Understanding the localization and engraftment of tumor cells at postintravasation stage of metastasis is of high importance in cancer diagnosis and treatment. Advanced fluorescent probes and facile methodologies for cell tracing play a key role in metastasis studies. In this work, we design and synthesize a dual-modality imaging dots with both optical and magnetic contrast through integration of a magnetic resonance imaging reagent, gadolinium(III), into a novel long-term cell tracing probe with aggregation-induced emission (AIE) in far-red/near-infrared region. The obtained fluorescent-magnetic AIE dots have both high fluorescence quantum yield (25%) and T1 relaxivity (7.91 mM-1 s-1) in aqueous suspension. After further conjugation with a cell membrane penetrating peptide, the dual-modality dots can be efficiently internalized into living cells. The gadolinium(III) allows accurate quantification of biodistribution of cancer cells via intraveneous injection, while the high fluorescence provides engraftment information of cells at single cellular level.
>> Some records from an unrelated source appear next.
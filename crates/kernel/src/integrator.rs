//! Time integrators.
//!
//! Every integrator advances an [`Environment`] by one step in the same phase
//! order:
//!
//! 1. evaluate accelerations,
//! 2. update speeds and positions,
//! 3. map every real particle back inside the domain,
//! 4. rebuild ghosts and the neighbor grid,
//! 5. advance the elapsed time.
//!
//! The Heun variants evaluate a second acceleration on a predicted state held
//! in prediction environments they own for their whole lifetime. A prediction
//! whose particle count differs from the real environment aborts the step
//! before anything is mutated.

use std::fmt::Debug;
use std::str::FromStr;

use serde::{Deserialize, Serialize};

use crate::boundary::BoundaryType;
use crate::environment::Environment;
use crate::error::SimError;

// ---------------------------------------------------------------------------
// IntegratorType
// ---------------------------------------------------------------------------

/// Selectable integration scheme.
#[derive(Debug, Clone, Copy, PartialEq, Eq, Hash, Default, Serialize, Deserialize)]
#[serde(rename_all = "SCREAMING_SNAKE_CASE")]
pub enum IntegratorType {
    /// Semi-implicit Euler with accelerations lagging one step.
    Euler,
    /// Heun's method averaging the accelerations at the start and at a
    /// position-only prediction.
    HeunStd,
    /// Average of the start state and two chained Euler sub-steps.
    HeunNaive,
    /// Single force evaluation at a position-only prediction.
    #[default]
    HeunFast,
}

impl IntegratorType {
    /// All schemes, in configuration order.
    pub const ALL: [IntegratorType; 4] = [
        IntegratorType::Euler,
        IntegratorType::HeunStd,
        IntegratorType::HeunNaive,
        IntegratorType::HeunFast,
    ];

    /// Canonical configuration name.
    pub fn name(self) -> &'static str {
        match self {
            IntegratorType::Euler => "EULER",
            IntegratorType::HeunStd => "HEUN_STD",
            IntegratorType::HeunNaive => "HEUN_NAIVE",
            IntegratorType::HeunFast => "HEUN_FAST",
        }
    }

    /// Number of acceleration evaluations per step.
    pub fn force_evaluations(self) -> usize {
        match self {
            IntegratorType::Euler | IntegratorType::HeunFast => 1,
            IntegratorType::HeunStd | IntegratorType::HeunNaive => 2,
        }
    }

    /// Construct the integrator, allocating its prediction environments as
    /// copies of `env`.
    pub fn build(self, env: &Environment) -> Box<dyn Integrator> {
        match self {
            IntegratorType::Euler => Box::new(Euler),
            IntegratorType::HeunStd => Box::new(HeunStd::new(env)),
            IntegratorType::HeunNaive => Box::new(HeunNaive::new(env)),
            IntegratorType::HeunFast => Box::new(HeunFast::new(env)),
        }
    }
}

impl FromStr for IntegratorType {
    type Err = SimError;

    fn from_str(s: &str) -> Result<Self, Self::Err> {
        match s.trim().to_ascii_uppercase().as_str() {
            "EULER" => Ok(IntegratorType::Euler),
            "HEUN_STD" => Ok(IntegratorType::HeunStd),
            "HEUN_NAIVE" => Ok(IntegratorType::HeunNaive),
            "HEUN_FAST" => Ok(IntegratorType::HeunFast),
            _ => Err(SimError::UnknownVariant {
                kind: "integrator type",
                value: s.to_string(),
                expected: "EULER, HEUN_STD, HEUN_NAIVE, HEUN_FAST",
            }),
        }
    }
}

// ---------------------------------------------------------------------------
// Integrator trait
// ---------------------------------------------------------------------------

/// A time integration strategy.
///
/// Configuration setters keep the prediction environments in step with the
/// real one; a [`crate::Simulation`] calls them whenever its configuration
/// changes.
pub trait Integrator: Send + Debug {
    /// Which scheme this is.
    fn kind(&self) -> IntegratorType;

    /// Advance `env` by `dt`.
    ///
    /// On error nothing in `env` has been modified.
    fn integrate(&mut self, env: &mut Environment, dt: f64) -> Result<(), SimError>;

    /// Prediction environments owned by this integrator.
    fn predictions_mut(&mut self) -> &mut [Environment];

    /// Switch the boundary kind of every prediction environment.
    fn set_boundary_type(&mut self, kind: BoundaryType) {
        for prediction in self.predictions_mut() {
            prediction.set_boundary_type(kind);
        }
    }

    /// Change the smoothing length of every prediction environment.
    fn set_smoothing_length(&mut self, h: f64) -> Result<(), SimError> {
        for prediction in self.predictions_mut() {
            prediction.set_smoothing_length(h)?;
        }
        Ok(())
    }

    /// Copy the whole configuration of `env` into every prediction environment.
    fn sync_config(&mut self, env: &Environment) {
        for prediction in self.predictions_mut() {
            prediction.copy_config_from(env);
        }
    }
}

fn check_particle_count(env: &Environment, prediction: &Environment) -> Result<(), SimError> {
    let expected = env.particle_count();
    let actual = prediction.particle_count();
    if expected == actual {
        Ok(())
    } else {
        Err(SimError::ParticleCountMismatch { expected, actual })
    }
}

/// Map, rebuild ghosts and advance time on the real environment.
fn finish_step(env: &mut Environment, dt: f64) {
    env.map_particles_inside();
    env.update_boundary();
    env.advance_time(dt);
}

/// Load `env` into `prediction`, drift positions by `v * dt`, map them and
/// evaluate the accelerations at the predicted positions into `acc`.
fn predict_positions(env: &Environment, prediction: &mut Environment, dt: f64, acc: &mut Vec<f64>) {
    prediction.load_state_from(env);
    let p = prediction.particles_mut();
    for (x, &v) in p.x.iter_mut().zip(p.vx.iter()) {
        *x += v * dt;
    }
    prediction.map_particles_inside();
    prediction.set_total_time(env.total_time() + dt);
    prediction.update_boundary();
    prediction.accelerations_into(acc);
}

// ---------------------------------------------------------------------------
// Euler
// ---------------------------------------------------------------------------

/// Semi-implicit Euler.
///
/// ```text
/// v += a * dt
/// x += v * dt
/// ```
///
/// The acceleration used is the one stored at the end of the previous step,
/// so the force lags one step behind the positions.
#[derive(Debug, Clone, Copy, Default)]
pub struct Euler;

impl Integrator for Euler {
    fn kind(&self) -> IntegratorType {
        IntegratorType::Euler
    }

    fn integrate(&mut self, env: &mut Environment, dt: f64) -> Result<(), SimError> {
        let p = env.particles_mut();
        for ((x, v), &a) in p.x.iter_mut().zip(p.vx.iter_mut()).zip(p.ax.iter()) {
            *v += a * dt;
            *x += *v * dt;
        }
        finish_step(env, dt);
        env.compute_accelerations();
        Ok(())
    }

    fn predictions_mut(&mut self) -> &mut [Environment] {
        &mut []
    }
}

// ---------------------------------------------------------------------------
// Heun (standard)
// ---------------------------------------------------------------------------

/// Heun's method with a position-only predictor.
///
/// ```text
/// a0 = acc(x0, t)
/// x1 = map(x0 + v0 * dt)
/// a1 = acc(x1, t + dt)
/// a  = (a0 + a1) / 2
/// v  = v0 + a * dt
/// x  = x0 + v * dt
/// ```
#[derive(Debug, Clone)]
pub struct HeunStd {
    prediction: Environment,
    acc0: Vec<f64>,
    acc1: Vec<f64>,
}

impl HeunStd {
    /// Create the integrator with a prediction environment copied from `env`.
    pub fn new(env: &Environment) -> Self {
        Self {
            prediction: env.clone(),
            acc0: Vec::with_capacity(env.particle_count()),
            acc1: Vec::with_capacity(env.particle_count()),
        }
    }
}

impl Integrator for HeunStd {
    fn kind(&self) -> IntegratorType {
        IntegratorType::HeunStd
    }

    fn integrate(&mut self, env: &mut Environment, dt: f64) -> Result<(), SimError> {
        check_particle_count(env, &self.prediction)?;

        env.accelerations_into(&mut self.acc0);
        predict_positions(env, &mut self.prediction, dt, &mut self.acc1);

        let p = env.particles_mut();
        for i in 0..p.len() {
            let a = 0.5 * (self.acc0[i] + self.acc1[i]);
            p.vx[i] += a * dt;
            p.x[i] += p.vx[i] * dt;
            p.ax[i] = a;
        }
        finish_step(env, dt);
        Ok(())
    }

    fn predictions_mut(&mut self) -> &mut [Environment] {
        std::slice::from_mut(&mut self.prediction)
    }
}

// ---------------------------------------------------------------------------
// Heun (naive)
// ---------------------------------------------------------------------------

/// Average of the start state and two chained Euler sub-steps.
///
/// ```text
/// v1 = v0 + a0 * dt,  x1 = x0 + v1 * dt,  a1 = acc(x1, t + dt)
/// v2 = v1 + a1 * dt,  x2 = x1 + v2 * dt
/// x  = (x0 + x2) / 2, v = (v0 + v2) / 2
/// ```
///
/// The sub-step positions are not mapped through the boundary; only the final
/// averaged state is. Ghosts of the second prediction are not rebuilt since
/// nothing evaluates forces there.
#[derive(Debug, Clone)]
pub struct HeunNaive {
    predictions: [Environment; 2],
    acc0: Vec<f64>,
    acc1: Vec<f64>,
}

impl HeunNaive {
    /// Create the integrator with two prediction environments copied from `env`.
    pub fn new(env: &Environment) -> Self {
        Self {
            predictions: [env.clone(), env.clone()],
            acc0: Vec::with_capacity(env.particle_count()),
            acc1: Vec::with_capacity(env.particle_count()),
        }
    }
}

impl Integrator for HeunNaive {
    fn kind(&self) -> IntegratorType {
        IntegratorType::HeunNaive
    }

    fn integrate(&mut self, env: &mut Environment, dt: f64) -> Result<(), SimError> {
        for prediction in &self.predictions {
            check_particle_count(env, prediction)?;
        }
        let t = env.total_time();
        let [first, second] = &mut self.predictions;

        env.accelerations_into(&mut self.acc0);

        first.load_state_from(env);
        let p = first.particles_mut();
        for i in 0..p.len() {
            p.vx[i] += self.acc0[i] * dt;
            p.x[i] += p.vx[i] * dt;
            p.ax[i] = self.acc0[i];
        }
        first.set_total_time(t + dt);
        first.update_boundary();
        first.accelerations_into(&mut self.acc1);

        second.load_state_from(first);
        let p = second.particles_mut();
        for i in 0..p.len() {
            p.vx[i] += self.acc1[i] * dt;
            p.x[i] += p.vx[i] * dt;
            p.ax[i] = self.acc1[i];
        }
        second.set_total_time(t + 2.0 * dt);

        let end = second.particles();
        let p = env.particles_mut();
        for i in 0..p.len() {
            p.x[i] = 0.5 * (p.x[i] + end.x[i]);
            p.vx[i] = 0.5 * (p.vx[i] + end.vx[i]);
            p.ax[i] = 0.5 * (self.acc0[i] + self.acc1[i]);
        }
        finish_step(env, dt);
        Ok(())
    }

    fn predictions_mut(&mut self) -> &mut [Environment] {
        &mut self.predictions
    }
}

// ---------------------------------------------------------------------------
// Heun (fast)
// ---------------------------------------------------------------------------

/// One force evaluation at a position-only prediction.
///
/// ```text
/// x1 = map(x0 + v0 * dt)
/// a1 = acc(x1, t + dt)
/// v  = v0 + a1 * dt
/// x  = x0 + v * dt
/// ```
#[derive(Debug, Clone)]
pub struct HeunFast {
    prediction: Environment,
    acc1: Vec<f64>,
}

impl HeunFast {
    /// Create the integrator with a prediction environment copied from `env`.
    pub fn new(env: &Environment) -> Self {
        Self {
            prediction: env.clone(),
            acc1: Vec::with_capacity(env.particle_count()),
        }
    }
}

impl Integrator for HeunFast {
    fn kind(&self) -> IntegratorType {
        IntegratorType::HeunFast
    }

    fn integrate(&mut self, env: &mut Environment, dt: f64) -> Result<(), SimError> {
        check_particle_count(env, &self.prediction)?;

        predict_positions(env, &mut self.prediction, dt, &mut self.acc1);

        let p = env.particles_mut();
        for i in 0..p.len() {
            let a = self.acc1[i];
            p.vx[i] += a * dt;
            p.x[i] += p.vx[i] * dt;
            p.ax[i] = a;
        }
        finish_step(env, dt);
        Ok(())
    }

    fn predictions_mut(&mut self) -> &mut [Environment] {
        std::slice::from_mut(&mut self.prediction)
    }
}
The dual-modality AIE dots show obvious synergistic advantages over either single imaging modality and hold great promises in advanced biomedical studies. A dual-modality imaging probe is developed through integration of gadolinium(III) into fluorescent dots with aggregation-induced emission (AIE). The obtained fluorescent-magnetic AIE dots allow accurate quantification of biodistribution and engraftment in organ tissues with single cell resolution, which provide vital information of cancer cell behavior at postintravasation stage of metastasis. © 2013 WILEY-VCH Verlag GmbH & Co. KGaA, Weinheim.